Walter Ogrod was just set free after spending 3 decades on death row. The reason he was there in the first place underscores everything that is wrong with the justice system.

In July of 1988, a 4 year old girl named Barbara Jean went missing in Philadelphia. Her body was found wrapped in a garbage bag inside of a TV box, about 1000 feet from her home.

4 years later, Philadelphia police arrested one of her neighbors, Walter, charged him with sexual assault and murder, and forced him to confess. While he was in jail awaiting trial, they enticed jailhouse informants to fabricate statements against him in exchange for immunity from charge for their upcoming cases.

Let me repeat that: the police got people in jail to lie about an innocent man, in exchange for letting them free from things they were possibly guilty of doing.

Walter's "confession" was riddled with errors that didn't line up with the facts of the case. For one thing, his "confession" was that he beat her to death, but she died from asphyxiation.

During the trial, prosecutors withheld exonerating evidence from the defense, which at this point is something we've all become used to hearing, even though it's illegal.

There was, of course, zero physical evidence.

The prosecution's case was so terrible that Walter's first trial ended in a mistrial. Even still, they were able to successfully convict him in 1996, and he was sentenced to death.

The Philadelphia DA and police were more concerned about pinning Barbara's death on someone, anyone, than they were about doing the harder work of actually finding the person who raped and murdered her.

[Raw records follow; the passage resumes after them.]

//! Residue and annotation transforms over whole collections.
//!
//! Every function takes a collection by reference and returns a new one;
//! alphabet and argument checks happen before any record is touched.

use indexmap::IndexMap;
use log::debug;
use regex::Regex;

use seqmill_core::{Result, SeqmillError};

use crate::collection::SequenceCollection;
use crate::feature::{Feature, Location, Strand};
use crate::format::Format;
use crate::record::SequenceRecord;

/// Id given to the record produced by [`concat_seqs`] with [`ConcatKey::All`].
pub const CONCAT_ID: &str = "concatenation";

/// Longest feature type written for each record marked by [`concat_seqs`].
const MARKER_TYPE_LEN: usize = 15;

/// How [`concat_seqs`] groups records.
#[derive(Debug, Clone, Copy, Default, PartialEq, Eq)]
#[cfg_attr(feature = "serde", derive(serde::Serialize, serde::Deserialize))]
pub enum ConcatKey {
    /// Merge everything into one record.
    #[default]
    All,
    /// Merge records sharing an id.
    Id,
}

fn map_records<F>(collection: &SequenceCollection, mut f: F) -> SequenceCollection
where
    F: FnMut(&mut SequenceRecord),
{
    let records = collection
        .iter()
        .map(|rec| {
            let mut out = rec.clone();
            f(&mut out);
            out
        })
        .collect();
    collection.derive(records, collection.alphabet)
}

pub fn uppercase(collection: &SequenceCollection) -> SequenceCollection {
    map_records(collection, |rec| {
        rec.residues.make_ascii_uppercase();
        let prefix = rec.frame_prefix().to_ascii_uppercase();
        rec.set_frame_prefix(prefix);
    })
}

pub fn lowercase(collection: &SequenceCollection) -> SequenceCollection {
    map_records(collection, |rec| {
        rec.residues.make_ascii_lowercase();
        let prefix = rec.frame_prefix().to_ascii_lowercase();
        rec.set_frame_prefix(prefix);
    })
}

/// Strip everything that is not a residue of the collection's alphabet.
///
/// Feature coordinates are not shifted; features reaching past the shortened
/// sequence are clipped to it.
pub fn clean_seq(collection: &SequenceCollection) -> SequenceCollection {
    let alphabet = collection.alphabet;
    map_records(collection, |rec| {
        rec.residues.retain(|c| c.is_ascii() && alphabet.is_residue(c as u8));
        let len = rec.residues.len();
        rec.features = rec
            .features
            .iter()
            .filter_map(|f| f.remapped(|s| s.clip(0, len)))
            .collect();
    })
}

/// Clear descriptions, features and annotations.
pub fn delete_metadata(collection: &SequenceCollection) -> SequenceCollection {
    map_records(collection, |rec| {
        rec.description.clear();
        rec.features.clear();
        rec.annotations.clear();
    })
}

/// Bare residue strings, separated by blank lines.
pub fn raw_seq(collection: &SequenceCollection) -> String {
    let mut out = collection
        .iter()
        .map(|rec| rec.residues.as_str())
        .collect::<Vec<_>>()
        .join("\n\n");
    out.push('\n');
    out
}

fn sort_stable<T, K, F>(items: &mut [T], reverse: bool, key: F)
where
    K: Ord,
    F: Fn(&T) -> K,
{
    if reverse {
        items.sort_by(|a, b| key(b).cmp(&key(a)));
    } else {
        items.sort_by_key(key);
    }
}

/// Sort every record's features by type name.
pub fn order_features_alphabetically(
    collection: &SequenceCollection,
    reverse: bool,
) -> SequenceCollection {
    map_records(collection, |rec| {
        sort_stable(&mut rec.features, reverse, |f| f.feature_type.clone());
    })
}

/// Sort every record's features by the start of their first segment.
pub fn order_features_by_position(
    collection: &SequenceCollection,
    reverse: bool,
) -> SequenceCollection {
    map_records(collection, |rec| {
        sort_stable(&mut rec.features, reverse, |f| f.location.start());
    })
}

/// Sort records by id.
pub fn order_ids(collection: &SequenceCollection, reverse: bool) -> SequenceCollection {
    let mut records = collection.records.clone();
    sort_stable(&mut records, reverse, |r| r.id.clone());
    collection.derive(records, collection.alphabet)
}

/// Append `src` onto `dst`, shifting its features past the current end.
fn append_record(dst: &mut SequenceRecord, src: &SequenceRecord) {
    let offset = dst.residues.len();
    dst.residues.push_str(&src.residues);
    dst.features.extend(
        src.features
            .iter()
            .filter_map(|f| f.remapped(|s| Some(s.shifted_right(offset)))),
    );
}

fn concat_all(collection: &SequenceCollection) -> SequenceRecord {
    let mut out =
        SequenceRecord::from_validated(CONCAT_ID.into(), String::new(), collection.alphabet);
    for rec in collection {
        let start = out.residues.len();
        let end = start + rec.residues.len();
        if let Ok(location) = Location::single(start, end, Strand::Forward) {
            let marker: String = rec.id.chars().take(MARKER_TYPE_LEN).collect();
            out.features.push(Feature::new(marker, location));
        }
        append_record(&mut out, rec);
    }
    out
}

fn concat_by_id(collection: &SequenceCollection) -> Vec<SequenceRecord> {
    let mut groups: IndexMap<&str, SequenceRecord> = IndexMap::new();
    for rec in collection {
        match groups.get_mut(rec.id.as_str()) {
            Some(merged) => append_record(merged, rec),
            None => {
                let mut first = rec.clone();
                first.take_frame_prefix();
                groups.insert(rec.id.as_str(), first);
            }
        }
    }
    groups.into_values().collect()
}

/// Concatenate records end to end.
///
/// With [`ConcatKey::All`] the result is a single record named
/// `concatenation` carrying every input feature plus one marker feature per
/// input record spanning its residues. With [`ConcatKey::Id`] records that
/// share an id are merged in order of first appearance.
pub fn concat_seqs(collection: &SequenceCollection, key: ConcatKey) -> SequenceCollection {
    let records = match key {
        ConcatKey::All => vec![concat_all(collection)],
        ConcatKey::Id => concat_by_id(collection),
    };
    debug!(
        "concatenated {} record(s) into {}",
        collection.len(),
        records.len()
    );
    collection.derive(records, collection.alphabet)
}

/// Regex substitution on every id.
///
/// At most `max` replacements are made per id; zero replaces every match.
/// `replacement` may refer to capture groups (`$1`, `${name}`).
pub fn rename(
    collection: &SequenceCollection,
    pattern: &str,
    replacement: &str,
    max: usize,
) -> Result<SequenceCollection> {
    let re = Regex::new(pattern)
        .map_err(|e| SeqmillError::InvalidInput(format!("bad rename pattern: {e}")))?;
    Ok(map_records(collection, |rec| {
        rec.id = re.replacen(&rec.id, max, replacement).into_owned();
    }))
}

/// Union of the features of two records describing the same sequence.
///
/// Features of `b` already present on `a` are not duplicated.
pub fn combine_features(a: &SequenceRecord, b: &SequenceRecord) -> Result<SequenceRecord> {
    if a.id != b.id {
        return Err(SeqmillError::InvalidInput(format!(
            "cannot combine features of '{}' and '{}'",
            a.id, b.id
        )));
    }
    if a.alphabet != b.alphabet {
        return Err(SeqmillError::alphabet(
            "combine_features",
            format!("'{}' is {} in one input and {} in the other", a.id, a.alphabet, b.alphabet),
        ));
    }
    let mut out = a.clone();
    for feature in &b.features {
        if !out.features.contains(feature) {
            out.push_feature(feature.clone())?;
        }
    }
    Ok(out)
}

/// Pair records by id and combine their features.
///
/// Records of `a` without a partner pass through, and so do unpaired records
/// of `b`, which are appended after those of `a`.
pub fn combine_collection_features(
    a: &SequenceCollection,
    b: &SequenceCollection,
) -> Result<SequenceCollection> {
    if a.alphabet != b.alphabet {
        return Err(SeqmillError::alphabet(
            "combine_features",
            format!("collections are {} and {}", a.alphabet, b.alphabet),
        ));
    }
    let mut records = a
        .iter()
        .map(|rec| match b.get(&rec.id) {
            Some(partner) => combine_features(rec, partner),
            None => Ok(rec.clone()),
        })
        .collect::<Result<Vec<_>>>()?;
    records.extend(b.iter().filter(|rec| a.get(&rec.id).is_none()).cloned());
    Ok(a.derive(records, a.alphabet))
}

/// Keep residues `start..=end` (1-based) of every record.
///
/// Ranges reaching past a record are clipped to it; features are shifted and
/// clipped, losing segments and features that fall outside.
pub fn extract_range(
    collection: &SequenceCollection,
    start: usize,
    end: usize,
) -> Result<SequenceCollection> {
    if start == 0 {
        return Err(SeqmillError::Range("range start is 1-based".into()));
    }
    if end < start {
        return Err(SeqmillError::Range(format!(
            "range end {end} precedes start {start}"
        )));
    }
    let lo = start - 1;
    Ok(map_records(collection, |rec| {
        let len = rec.residues.len();
        let (lo, hi) = (lo.min(len), end.min(len));
        rec.residues = rec.residues[lo..hi].to_string();
        rec.take_frame_prefix();
        rec.features = rec
            .features
            .iter()
            .filter_map(|f| f.remapped(|s| s.clip(lo, hi)?.shifted_left(lo)))
            .collect();
    }))
}

/// Switch the format the collection will be written in.
pub fn convert(collection: &SequenceCollection, format: Format) -> SequenceCollection {
    collection.clone().with_output_format(format)
}


#[cfg(test)]
mod proptests {
    use super::*;
    use crate::alphabet::Alphabet;
    use proptest::prelude::*;

    fn dna_collection() -> impl Strategy<Value = SequenceCollection> {
        proptest::collection::vec("[ACGTNacgtn-]{1,40}", 1..5).prop_map(|seqs| {
            let records = seqs
                .into_iter()
                .enumerate()
                .map(|(i, s)| SequenceRecord::new(format!("s{i}"), s, Alphabet::Dna).unwrap())
                .collect();
            SequenceCollection::new(records, Format::Fasta).unwrap()
        })
    }

    proptest! {
        #[test]
        fn uppercase_absorbs_lowercase(col in dna_collection()) {
            prop_assert_eq!(uppercase(&lowercase(&col)), uppercase(&col));
        }

        #[test]
        fn backwards_range_fails(start in 2usize..100, back in 1usize..100) {
            let rec = SequenceRecord::new("s", "ACGT", Alphabet::Dna).unwrap();
            let col = SequenceCollection::new(vec![rec], Format::Fasta).unwrap();
            let end = start.saturating_sub(back);
            prop_assume!(end < start);
            prop_assert!(matches!(
                extract_range(&col, start, end),
                Err(SeqmillError::Range(_))
            ));
        }
    }
}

Let's recap: the people in charge of protecting the people of Philadelphia focused their efforts on framing an innocent man, and even setting other suspects free in exchange for lying about him, rather than trying to find a rapist and murderer who may still be walking the streets today.

Thankfully, even though it took nearly 30 years, a Philadelphia judge finally set Walter free, and the DA's office is filing to refuse to retry him.

Unfortunately, many other people have been executed despite similarly terrible cases against them, including Nathaniel Woods earlier this year (link to my post about Nate's case in the comments).

Jo Jorgensen and I are staunchly opposed to the death penalty. We believe that when government is given power, they often use it in the most cynical, abusive and inequitable ways. The death penalty gives government the power to decide if any of us are allowed to live or die, and we see often what giving them that power leads to.

Thankfully for Walter, after losing over half of his life on death row, he is home with his loved ones.

The Libertarian Party of Texas opposes the Death Penalty as a form of punishment by the state, as well as any other unnecessary use of force by state agents in response to criminal action.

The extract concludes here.